3.2 對病毒性肝炎所致肝功能衰竭是否應用抗病毒藥物治療,目前還存在爭議。一般對于HBV復制活躍的病毒性肝炎肝功能衰竭患者盡早應用核苷類似物如拉米夫定、阿德福韋醋、恩替卡韋等,但應注意后續治療中病毒變異和停藥后病情加重的可能;干擾素在肝功能衰竭時一般不使用[3],積極去除誘因,限制蛋白攝入,調節腸道菌群,促進腸道氨類物質等排出;酌情使用精氨酸、谷氨酸、鳥氨酸門冬氨酸等降氨藥物,補充支鏈氨基酸以調節血漿支鏈/芳香族氨基酸比例。腦水腫是肝功能衰竭最嚴重的并發癥,在控制液體攝入量,應用甘露醇、袢利尿劑等降顱壓的同時,要注意維持足夠的血容量;重癥病例可用亞低溫輔助治療。

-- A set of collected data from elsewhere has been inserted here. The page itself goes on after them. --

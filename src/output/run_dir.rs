// 该文件是 Lubiao （路标） 项目的一部分。
// src/output/run_dir.rs - 运行输出目录
//
// 本文件根据 Apache 许可证第 2.0 版（以下简称“许可证”）授权使用；
// 除非遵守该许可证条款，否则您不得使用本文件。
// 您可通过以下网址获取许可证副本：
// http://www.apache.org/licenses/LICENSE-2.0
// 除非适用法律要求或书面同意，根据本许可协议分发的软件均按“原样”提供，
// 不附带任何形式的明示或暗示的保证或条件。
// 有关许可权限与限制的具体条款，请参阅本许可协议。
//
// Copyright (C) 2026 Johann Li <me@qinka.pro>, Wareless Group

use std::io::ErrorKind;
use std::path::{Path, PathBuf};

use thiserror::Error;
use tracing::debug;

const DEFAULT_RUNS_ROOT: &str = "runs/detect";
const RUN_NAME: &str = "predict";
const MAX_RUNS: u32 = 100_000;

#[derive(Error, Debug)]
pub enum RunDirError {
  #[error("I/O 错误: {0}")]
  IoError(#[from] std::io::Error),
  #[error("运行目录已用尽: {0}")]
  Exhausted(PathBuf),
}

/// 运行目录的根，例如 `runs/detect`
#[derive(Debug, Clone)]
pub struct RunsRoot {
  root: PathBuf,
}

impl Default for RunsRoot {
  fn default() -> Self {
    RunsRoot::new(DEFAULT_RUNS_ROOT)
  }
}

impl RunsRoot {
  pub fn new(root: impl Into<PathBuf>) -> Self {
    RunsRoot { root: root.into() }
  }

  pub fn path(&self) -> &Path {
    &self.root
  }

  /// 分配新的运行目录：`predict`, `predict2`, `predict3` ...
  ///
  /// 目录通过 `create_dir` 原子创建，已存在则顺延，因此并发调用也不会拿到同一目录。
  pub fn allocate(&self) -> Result<RunDirectory, RunDirError> {
    std::fs::create_dir_all(&self.root)?;

    for n in 1..=MAX_RUNS {
      let name = if n == 1 {
        RUN_NAME.to_string()
      } else {
        format!("{}{}", RUN_NAME, n)
      };
      let path = self.root.join(name);
      match std::fs::create_dir(&path) {
        Ok(()) => {
          debug!("分配运行目录: {}", path.display());
          return Ok(RunDirectory { path });
        }
        Err(e) if e.kind() == ErrorKind::AlreadyExists => continue,
        Err(e) => return Err(e.into()),
      }
    }

    Err(RunDirError::Exhausted(self.root.clone()))
  }
}

#[derive(Debug, Clone, PartialEq, Eq)]
pub struct RunDirectory {
  path: PathBuf,
}

impl RunDirectory {
  pub fn path(&self) -> &Path {
    &self.path
  }

  pub fn artifact_path(&self, file_name: &str) -> PathBuf {
    self.path.join(file_name)
  }
}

3.3 肝腎綜合征防治原則為合理補液,少尿者適當應用利尿劑,腎灌注壓不足者可用白蛋白擴容或加用多巴胺等血管活性藥物,特利加壓素有加重腦水腫的危險,應慎用。對于出現嚴重代謝性酸中毒、高鉀血癥、容量超負荷等尿毒癥表現的患者,可使用連續血液透析、持續靜脈靜脈血濾等方案,后者可能效果更好。

參 考 文 獻

[1] 中華醫學會感染病學分會人工肝學組及中華醫學會肝病學分會重型肝病與人工肝學組.肝衰竭診療指南.中華肝臟病雜志,2006,14:643646.

[2] 王宇明,陳耀凱,顧長海,等.重型肝炎命名和診斷分型的再認識附477例臨床分析.中華肝臟病雜志,2008,8:261263.3.

[3] 王融冰,周桂琴,江宇泳,等.799例重型肝炎患者的臨床病原學與實驗室分析.中華肝臟病雜志,2006,14:655657.